Mención especial merece el tratamiento de la ciencia. Garbayo explica física orbital, constantes universales y protocolos de aproximación con una claridad que engancha incluso a quienes huyeron de las asignaturas de ciencias. No es ruido técnico para impresionar; es la gramática necesaria para contar una historia donde lo extraordinario se aborda con herramientas reales.

El verdadero viaje es hacia dentro

Si tuviera que destacar un acierto por encima de todos, sería la progresión temática. Lo que empieza como un misterio arqueológico en el espacio se transforma en una exploración de nuestras propias limitaciones como especie. La pregunta no es tanto «¿estamos solos?» como «¿estamos preparados para no estarlo?».

Y la respuesta, sin hacer spoiler, no es cómoda. Garbayo plantea que quizás el mayor obstáculo para el contacto interestelar no sea la distancia ni la tecnología, sino nuestra incapacidad para superar las fronteras que nosotros mismos nos hemos impuesto. La novela funciona como espejo: cuanto más intentamos entender a la esfera, más nos vemos reflejados en ella.

Una voz propia con respeto al canon

Estamos ante una ópera prima, y se nota en algunos momentos —ciertas transiciones podrían ser más ágiles, algún diálogo explicativo resulta innecesario—, pero también se nota que hay un autor que ha esperado diez años para contar esta historia y que ha aprovechado cada uno de esos años para refinarla. La prosa es precisa cuando debe serlo, poética cuando el momento lo requiere, y nunca pierde de vista que está contando una historia, no demostrando cuánto sabe.

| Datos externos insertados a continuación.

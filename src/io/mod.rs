/*
    Nyx, blazing fast astrodynamics
    Copyright (C) 2018-onwards Christopher Rabotin <christopher.rabotin@gmail.com>

    This program is free software: you can redistribute it and/or modify
    it under the terms of the GNU Affero General Public License as published
    by the Free Software Foundation, either version 3 of the License, or
    (at your option) any later version.

    This program is distributed in the hope that it will be useful,
    but WITHOUT ANY WARRANTY; without even the implied warranty of
    MERCHANTABILITY or FITNESS FOR A PARTICULAR PURPOSE.  See the
    GNU Affero General Public License for more details.

    You should have received a copy of the GNU Affero General Public License
    along with this program.  If not, see <https://www.gnu.org/licenses/>.
*/

use serde::de::DeserializeOwned;
use serde::Serialize;
use snafu::prelude::*;
use std::collections::BTreeMap;
use std::fmt::Debug;
use std::fs::File;
use std::io;
use std::io::BufReader;
use std::path::{Path, PathBuf};

#[derive(Debug, Snafu)]
#[snafu(visibility(pub(crate)))]
pub enum ConfigError {
    #[snafu(display("failed to read configuration file {}: {source}", path.display()))]
    ReadError { path: PathBuf, source: io::Error },

    #[snafu(display("failed to (de)serialize YAML configuration: {source}"))]
    ParseError { source: serde_yaml::Error },
}

impl PartialEq for ConfigError {
    /// No two configuration errors match
    fn eq(&self, _other: &Self) -> bool {
        false
    }
}

fn open<P: AsRef<Path>>(path: P) -> Result<BufReader<File>, ConfigError> {
    let file = File::open(path.as_ref()).context(ReadSnafu {
        path: path.as_ref().to_path_buf(),
    })?;
    Ok(BufReader::new(file))
}

pub trait ConfigRepr: Debug + Sized + Serialize + DeserializeOwned {
    /// Builds the configuration representation from the path to a yaml
    fn load<P>(path: P) -> Result<Self, ConfigError>
    where
        P: AsRef<Path>,
    {
        serde_yaml::from_reader(open(path)?).context(ParseSnafu)
    }

    /// Builds a sequence of "Selves" from the provided path to a yaml
    fn load_many<P>(path: P) -> Result<Vec<Self>, ConfigError>
    where
        P: AsRef<Path>,
    {
        serde_yaml::from_reader(open(path)?).context(ParseSnafu)
    }

    /// Builds a map of names to "selves" from the provided path to a yaml
    fn load_named<P>(path: P) -> Result<BTreeMap<String, Self>, ConfigError>
    where
        P: AsRef<Path>,
    {
        serde_yaml::from_reader(open(path)?).context(ParseSnafu)
    }

    /// Builds "Self" from the provided string of a yaml
    fn loads(data: &str) -> Result<Self, ConfigError> {
        debug!("Loading YAML:\n{data}");
        serde_yaml::from_str(data).context(ParseSnafu)
    }

    /// Builds a sequence of "Selves" from the provided string of a yaml
    fn loads_many(data: &str) -> Result<Vec<Self>, ConfigError> {
        debug!("Loading YAML:\n{data}");
        serde_yaml::from_str(data).context(ParseSnafu)
    }

    /// Serializes self to a yaml string
    fn dumps(&self) -> Result<String, ConfigError> {
        serde_yaml::to_string(self).context(ParseSnafu)
    }
}
/*
    Nyx, blazing fast astrodynamics
    Copyright (C) 2018-onwards Christopher Rabotin <christopher.rabotin@gmail.com>

    This program is free software: you can redistribute it and/or modify
    it under the terms of the GNU Affero General Public License as published
    by the Free Software Foundation, either version 3 of the License, or
    (at your option) any later version.

    This program is distributed in the hope that it will be useful,
    but WITHOUT ANY WARRANTY; without even the implied warranty of
    MERCHANTABILITY or FITNESS FOR A PARTICULAR PURPOSE.  See the
    GNU Affero General Public License for more details.

    You should have received a copy of the GNU Affero General Public License
    along with this program.  If not, see <https://www.gnu.org/licenses/>.
*/

use super::dense::{DenseOutput, StepData};
use super::events::{find_bracketed, is_crossing, EventDetails, EventEdge, EventEvaluator};
use super::step_size::{initial_step, StepController};
use super::{
    EventSearchSnafu, IntegrationDetails, IntegrationSummary, PropagationError, Propagator,
    Status, RK,
};
use crate::dynamics::Dynamics;
use crate::pool::Buffer;
#[cfg(not(target_arch = "wasm32"))]
use crate::time::Duration;
use snafu::ResultExt;
use std::marker::PhantomData;
use std::mem;
#[cfg(not(target_arch = "wasm32"))]
use std::time::Instant;

/// Evenly spaced dense output times over the whole integration span.
#[derive(Copy, Clone, Debug)]
struct DenseSchedule {
    t0: f64,
    tf: f64,
    num: usize,
    next: usize,
}

impl DenseSchedule {
    /// Time of the next sample, if any remain
    fn peek(&self) -> Option<f64> {
        if self.num == 0 || self.next > self.num {
            None
        } else if self.next == self.num {
            // Exactly the final time
            Some(self.tf)
        } else {
            Some(self.t0 + (self.next as f64) * (self.tf - self.t0) / (self.num as f64))
        }
    }
}

/// A `PropInstance` is the run state of an integration with a given scheme: the current state,
/// the stage buffers rented from the pool, the step size controller and the counters.
///
/// It is created by [`Propagator::with`] and owns all of its buffers, so every buffer returns to
/// the pool when the instance is dropped, whatever the outcome of the integration.
#[derive(Debug)]
pub struct PropInstance<'a, T: RK> {
    /// The propagator setup (scheme, options, cancellation)
    pub prop: &'a Propagator,
    /// Stores the details of the previous integration step
    pub details: IntegrationDetails,
    /// Current time
    pub t: f64,
    /// Magnitude of the step for the _next_ attempt
    pub(crate) step_size: f64,
    y: Buffer,
    dy: Buffer,
    y_next: Buffer,
    dy_next: Buffer,
    y_tmp: Buffer,
    dy_tmp: Buffer,
    /// Stage derivatives, followed by the extra stages of the continuous extension
    pub(crate) k: Vec<Buffer>,
    dense_ready: bool,
    controller: StepController,
    accepted: usize,
    rejected: usize,
    degraded: usize,
    evals: usize,
    _scheme: PhantomData<T>,
}
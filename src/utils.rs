/*
    Nyx, blazing fast astrodynamics
    Copyright (C) 2018-onwards Christopher Rabotin <christopher.rabotin@gmail.com>

    This program is free software: you can redistribute it and/or modify
    it under the terms of the GNU Affero General Public License as published
    by the Free Software Foundation, either version 3 of the License, or
    (at your option) any later version.

    This program is distributed in the hope that it will be useful,
    but WITHOUT ANY WARRANTY; without even the implied warranty of
    MERCHANTABILITY or FITNESS FOR A PARTICULAR PURPOSE.  See the
    GNU Affero General Public License for more details.

    You should have received a copy of the GNU Affero General Public License
    along with this program.  If not, see <https://www.gnu.org/licenses/>.
*/

use crate::linalg::{Matrix3, Vector3};

/// Returns whether all of the provided values are finite.
pub fn all_finite(values: &[f64]) -> bool {
    values.iter().all(|x| x.is_finite())
}

/// Returns the tilde matrix from the provided Vector3, such that `tilde_matrix(a) * b` is `a × b`.
pub fn tilde_matrix(v: &Vector3<f64>) -> Matrix3<f64> {
    Matrix3::new(
        0.0,
        -v[2],
        v[1],
        v[2],
        0.0,
        -v[0],
        -v[1],
        v[0],
        0.0,
    )
}

/// Specific orbital energy of the two body problem, constant along a Keplerian arc.
pub fn specific_energy(mu: f64, r: &Vector3<f64>, v: &Vector3<f64>) -> f64 {
    0.5 * v.norm_squared() - mu / r.norm()
}

/// Specific angular momentum, constant along a Keplerian arc.
pub fn angular_momentum(r: &Vector3<f64>, v: &Vector3<f64>) -> Vector3<f64> {
    tilde_matrix(r) * v
}

/// Splits a Cartesian state of six components into its position and velocity.
///
/// Only the first six components are used, so the state may be followed by other variables
/// (e.g. a flattened STM).
pub fn split_state(y: &[f64]) -> (Vector3<f64>, Vector3<f64>) {
    (
        Vector3::new(y[0], y[1], y[2]),
        Vector3::new(y[3], y[4], y[5]),
    )
}
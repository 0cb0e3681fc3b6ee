/*
    Nyx, blazing fast astrodynamics
    Copyright (C) 2018-onwards Christopher Rabotin <christopher.rabotin@gmail.com>

    This program is free software: you can redistribute it and/or modify
    it under the terms of the GNU Affero General Public License as published
    by the Free Software Foundation, either version 3 of the License, or
    (at your option) any later version.

    This program is distributed in the hope that it will be useful,
    but WITHOUT ANY WARRANTY; without even the implied warranty of
    MERCHANTABILITY or FITNESS FOR A PARTICULAR PURPOSE.  See the
    GNU Affero General Public License for more details.

    You should have received a copy of the GNU Affero General Public License
    along with this program.  If not, see <https://www.gnu.org/licenses/>.
*/

/// Analytic two-body propagation with Shepperd's universal variable method
pub mod shepperd;
pub use shepperd::{shepperd, shepperd_stm, TwoBodyStm};
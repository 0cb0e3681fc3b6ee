/*
    Nyx, blazing fast astrodynamics
    Copyright (C) 2018-onwards Christopher Rabotin <christopher.rabotin@gmail.com>

    This program is free software: you can redistribute it and/or modify
    it under the terms of the GNU Affero General Public License as published
    by the Free Software Foundation, either version 3 of the License, or
    (at your option) any later version.

    This program is distributed in the hope that it will be useful,
    but WITHOUT ANY WARRANTY; without even the implied warranty of
    MERCHANTABILITY or FITNESS FOR A PARTICULAR PURPOSE.  See the
    GNU Affero General Public License for more details.

    You should have received a copy of the GNU Affero General Public License
    along with this program.  If not, see <https://www.gnu.org/licenses/>.
*/

use std::fmt;

use super::error_ctrl::{error_scale, ErrorCtrl};
use super::PropagationError;
use crate::io::ConfigRepr;
use serde_derive::{Deserialize, Serialize};
use typed_builder::TypedBuilder;

/// PropOpts stores the integrator options, including the minimum and maximum step sizes, and the
/// error tolerances.
///
/// Different step sizes and tolerances are only used for adaptive stepping. To use a fixed step
/// integrator, initialize the options using `with_fixed_step`: the error estimate is then still
/// computed and reported, but never rejects a step.
#[derive(Clone, Copy, Debug, PartialEq, TypedBuilder, Serialize, Deserialize)]
#[builder(doc)]
#[serde(default)]
pub struct PropOpts {
    /// Smallest permitted step magnitude
    #[builder(default = 1e-15)]
    pub h_min: f64,
    /// Largest permitted step magnitude
    #[builder(default = f64::INFINITY)]
    pub h_max: f64,
    /// Initial step magnitude, estimated from the dynamics if unset
    #[builder(default, setter(strip_option))]
    pub h_start: Option<f64>,
    /// Maximum number of accepted steps
    #[builder(default = 100_000)]
    pub max_iter: usize,
    #[builder(default = 1e-9)]
    pub rtol: f64,
    #[builder(default = 1e-9)]
    pub atol: f64,
    /// Number of evenly spaced dense output intervals over the whole integration span, zero
    /// records every accepted step instead
    #[builder(default = 20)]
    pub interp_num: usize,
    /// Return an error when `max_iter` is reached, else stop and return the partial solution
    #[builder(default = true)]
    pub throw_on_max_iter: bool,
    /// Return an error when the error criterion cannot be met at `h_min`, else accept the step
    #[builder(default = true)]
    pub throw_on_min_step: bool,
    /// Maximum number of rejections of a single step
    #[builder(default = 50)]
    pub attempts: u8,
    #[builder(default)]
    pub error_ctrl: ErrorCtrl,
}

impl PropOpts {
    /// `with_adaptive_step` initializes a `PropOpts` such that the integrator is used with an
    ///  adaptive step size. The number of attempts is fixed to 50 (as in GMAT).
    pub fn with_adaptive_step(h_min: f64, h_max: f64, rtol: f64, atol: f64) -> Self {
        Self {
            h_min,
            h_max,
            rtol,
            atol,
            ..Default::default()
        }
    }

    /// `with_fixed_step` initializes a `PropOpts` such that the integrator is used with a fixed
    ///  step size.
    pub fn with_fixed_step(step: f64) -> Self {
        Self {
            h_min: step.abs(),
            h_max: step.abs(),
            h_start: Some(step.abs()),
            ..Default::default()
        }
    }

    /// Returns the default options with the same relative and absolute tolerance.
    pub fn with_tolerance(tolerance: f64) -> Self {
        Self {
            rtol: tolerance,
            atol: tolerance,
            ..Default::default()
        }
    }

    /// Returns a string with the information about these options
    pub fn info(&self) -> String {
        format!("{self}")
    }

    /// Set the maximum step size and sets the initial step to that value if currently greater
    pub fn set_max_step(&mut self, h_max: f64) {
        if let Some(h_start) = self.h_start {
            if h_start > h_max {
                self.h_start = Some(h_max);
            }
        }
        self.h_max = h_max;
    }

    /// Set the minimum step size and sets the initial step to that value if currently smaller
    pub fn set_min_step(&mut self, h_min: f64) {
        if let Some(h_start) = self.h_start {
            if h_start < h_min {
                self.h_start = Some(h_min);
            }
        }
        self.h_min = h_min;
    }

    /// Whether every step is taken at `h_min == h_max` without error control.
    pub fn is_fixed_step(&self) -> bool {
        self.h_min == self.h_max
    }

    /// Tolerance scale of a single component of the state.
    pub fn error_scale(&self, y_old: f64, y_new: f64) -> f64 {
        error_scale(self.atol, self.rtol, y_old, y_new)
    }

    /// Checks the consistency of these options.
    pub fn validate(&self) -> Result<(), PropagationError> {
        let reason = if !(self.rtol > 0.0 && self.rtol.is_finite()) {
            Some(format!("rtol must be positive, got {}", self.rtol))
        } else if !(self.atol > 0.0 && self.atol.is_finite()) {
            Some(format!("atol must be positive, got {}", self.atol))
        } else if !(self.h_min >= 0.0 && self.h_min.is_finite()) {
            Some(format!("h_min must be non-negative, got {}", self.h_min))
        } else if self.h_max.is_nan() || self.h_max <= 0.0 || self.h_max < self.h_min {
            Some(format!(
                "h_max must be positive and at least h_min, got {} < {}",
                self.h_max, self.h_min
            ))
        } else if self
            .h_start
            .is_some_and(|h| !h.is_finite() || h == 0.0)
        {
            Some(format!("h_start must be finite and nonzero, got {:?}", self.h_start))
        } else if self.attempts == 0 {
            Some("at least one attempt per step is required".to_string())
        } else {
            None
        };

        match reason {
            Some(reason) => Err(PropagationError::InvalidInput { reason }),
            None => Ok(()),
        }
    }
}

impl fmt::Display for PropOpts {
    fn fmt(&self, f: &mut fmt::Formatter<'_>) -> fmt::Result {
        if self.is_fixed_step() {
            write!(f, "fixed step: {:e}", self.h_min)
        } else {
            write!(
                f,
                "h_min: {:e}, h_max: {:e}, rtol: {:e}, atol: {:e}, attempts: {}, error: {}",
                self.h_min, self.h_max, self.rtol, self.atol, self.attempts, self.error_ctrl
            )
        }
    }
}

impl Default for PropOpts {
    fn default() -> Self {
        Self::builder().build()
    }
}

impl ConfigRepr for PropOpts {}

#[test]
fn test_options() {
    let opts = PropOpts::with_fixed_step(1e-1);
    assert_eq!(opts.h_min, 1e-1);
    assert_eq!(opts.h_max, 1e-1);
    assert_eq!(opts.h_start, Some(1e-1));
    assert!(opts.is_fixed_step());
    assert!(opts.validate().is_ok());

    let opts = PropOpts::with_adaptive_step(1e-2, 10.0, 1e-12, 1e-10);
    assert_eq!(opts.h_min, 1e-2);
    assert_eq!(opts.h_max, 10.0);
    assert!((opts.rtol - 1e-12).abs() < f64::EPSILON);
    assert!((opts.atol - 1e-10).abs() < f64::EPSILON);
    assert!(!opts.is_fixed_step());

    let opts = PropOpts::default();
    assert_eq!(opts.h_min, 1e-15);
    assert_eq!(opts.h_max, f64::INFINITY);
    assert_eq!(opts.h_start, None);
    assert_eq!(opts.max_iter, 100_000);
    assert_eq!(opts.interp_num, 20);
    assert_eq!(opts.attempts, 50);
    assert!(opts.throw_on_max_iter);
    assert!(opts.throw_on_min_step);
    assert_eq!(opts.error_ctrl, ErrorCtrl::RmsNorm);
    assert!(!opts.is_fixed_step());

    let mut opts = PropOpts::builder().h_start(10.0).rtol(1e-6).build();
    assert_eq!(opts.h_start, Some(10.0));
    opts.set_max_step(1.0);
    assert_eq!(opts.h_start, Some(1.0));
    assert_eq!(opts.h_max, 1.0);
    opts.set_min_step(2.0);
    assert_eq!(opts.h_start, Some(2.0));
    // h_max < h_min now
    assert!(opts.validate().is_err());

    let opts = PropOpts::with_tolerance(0.0);
    assert!(matches!(
        opts.validate(),
        Err(PropagationError::InvalidInput { .. })
    ));
    assert!(PropOpts::with_tolerance(1e-12).validate().is_ok());
    assert!(format!("{}", PropOpts::with_fixed_step(0.5)).contains("fixed step"));
}
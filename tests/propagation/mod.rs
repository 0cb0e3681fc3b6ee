mod dense;
mod failures;
mod propagators;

Los guiños a los clásicos (el monolito de Kubrick, el «42» de Adams, la sensibilidad de Sagan) están ahí para quien quiera encontrarlos, pero no lastran la experiencia del lector que se acerca por primera vez al género.

En resumen

Res Silentis es mucho más que una novela de primer contacto. Es una reflexión sobre la madurez como especie, sobre el vértigo de crecer y sobre ese instante en que una civilización debe decidir si sigue mirándose el ombligo o levanta la vista hacia lo que la espera.

Garbayo ha escrito una carta de amor a la ciencia ficción que, paradójicamente, habla de lo que ocurre cuando el amor ya no es suficiente y hace falta responsabilidad. La esfera no viene a salvarnos ni a destruirnos. Viene a recordarnos que el universo es un club con normas, y que nosotros todavía estamos en la antesala, discutiendo sobre el color de las cortinas.

¿Para quién es este libro? Para quienes creen que la ciencia puede ser tan emocionante como la ficción. Para quienes se quedaron con ganas de más después de Contact o *2001*. Para los que miran al cielo no buscando respuestas, sino mejores preguntas.

¿Y quién debería leerlo? Cualquiera que sospeche que, cuando por fin llamen a nuestra puerta, lo importante no será lo que digan, sino si hemos aprendido a escuchar.

Lo mejor: El rigor científico, la evolución temática, el tratamiento de los personajes y ese final que no es un final sino un principio.

Res Silentis confirma que la ciencia ficción española tiene mucho que decir. Y lo dice en voz baja, pero clara. Como las estrellas cuando deciden callar.